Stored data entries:
== Segment start ==

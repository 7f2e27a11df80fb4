//! Extent inspection command
//!
//! Shows the extent of the input, its corners in the target CRS and the
//! size of the grid that would be generated, without writing anything.

use clap::ArgMatches;
use log::info;

use crate::commands::arguments;
use crate::commands::command_traits::Command;
use crate::config::GridParameters;
use crate::coordinate::{self, BoundingRectangle, CoordinateReferenceSystem, CornerTransformer, Point2D};
use crate::grid::{self, GridSpacing};
use crate::grid::errors::GridResult;
use crate::io::read_geojson;
use crate::utils::format_utils::format_coordinate;

/// Corner and size report for a prospective grid
#[derive(Debug, Clone)]
pub struct BoundsReport {
    pub source_crs: CoordinateReferenceSystem,
    pub target_crs: CoordinateReferenceSystem,
    pub extent: BoundingRectangle,
    pub transformed_sw: Point2D,
    pub transformed_ne: Point2D,
    pub expected_points: usize,
}

/// Command for inspecting the extent of an input
pub struct BoundsCommand {
    params: GridParameters,
    bbox: Option<BoundingRectangle>,
}

impl BoundsCommand {
    pub fn new(args: &ArgMatches) -> GridResult<Self> {
        Ok(BoundsCommand {
            params: arguments::resolve_parameters(args)?,
            bbox: arguments::bbox_argument(args)?,
        })
    }

    /// Compute the report without writing any output
    pub fn report(&self) -> GridResult<BoundsReport> {
        let spacing = GridSpacing::new(self.params.spacing)?;
        let source_crs = CoordinateReferenceSystem::resolve(&self.params.source_crs)?;
        let target_crs = CoordinateReferenceSystem::resolve(&self.params.target_crs)?;

        let extent = match self.bbox {
            Some(extent) => extent,
            None => coordinate::extent(&read_geojson(&self.params.source_path)?.geometries)?,
        };

        let transformer = CornerTransformer::new(&source_crs, &target_crs)?;
        let (transformed_sw, transformed_ne) = transformer.transform_corners(&extent)?;
        let expected_points = grid::expected_len(transformed_sw, transformed_ne, spacing);

        Ok(BoundsReport {
            source_crs,
            target_crs,
            extent,
            transformed_sw,
            transformed_ne,
            expected_points,
        })
    }
}

/// Render a bounds report
pub fn render(report: &BoundsReport) -> String {
    let source_decimals = if report.source_crs.is_geographic() { 6 } else { 3 };
    let target_decimals = if report.target_crs.is_geographic() { 6 } else { 3 };
    let src = |v: f64| format_coordinate(v, source_decimals);
    let dst = |v: f64| format_coordinate(v, target_decimals);

    let mut out = String::new();
    out.push_str(&format!("Extent in {}:\n", report.source_crs));
    out.push_str(&format!("  min_x: {}  min_y: {}\n", src(report.extent.min_x()), src(report.extent.min_y())));
    out.push_str(&format!("  max_x: {}  max_y: {}\n", src(report.extent.max_x()), src(report.extent.max_y())));
    out.push_str(&format!("Corners in {}:\n", report.target_crs));
    out.push_str(&format!("  SW: ({}, {})\n", dst(report.transformed_sw.x), dst(report.transformed_sw.y)));
    out.push_str(&format!("  NE: ({}, {})\n", dst(report.transformed_ne.x), dst(report.transformed_ne.y)));
    out.push_str(&format!("Expected grid points: {}\n", report.expected_points));
    out
}

impl Command for BoundsCommand {
    fn execute(&self) -> GridResult<()> {
        info!("Inspecting extent of {}", self.params.source_path.display());
        let report = self.report()?;
        print!("{}", render(&report));
        Ok(())
    }
}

== Segment end ==

Please output an exact copy of the lines above, from the opening line of the data down to the line that contains "use crate::io::read_geojson;".

**RESULT FOR THIS TASK**
repository 7f2e27a11df80fb4
//! Extent inspection command
//!
//! Shows the extent of the input, its corners in the target CRS and the
//! size of the grid that would be generated, without writing anything.

use clap::ArgMatches;
use log::info;

use crate::commands::arguments;
use crate::commands::command_traits::Command;
use crate::config::GridParameters;
use crate::coordinate::{self, BoundingRectangle, CoordinateReferenceSystem, CornerTransformer, Point2D};
use crate::grid::{self, GridSpacing};
use crate::grid::errors::GridResult;
use crate::io::read_geojson;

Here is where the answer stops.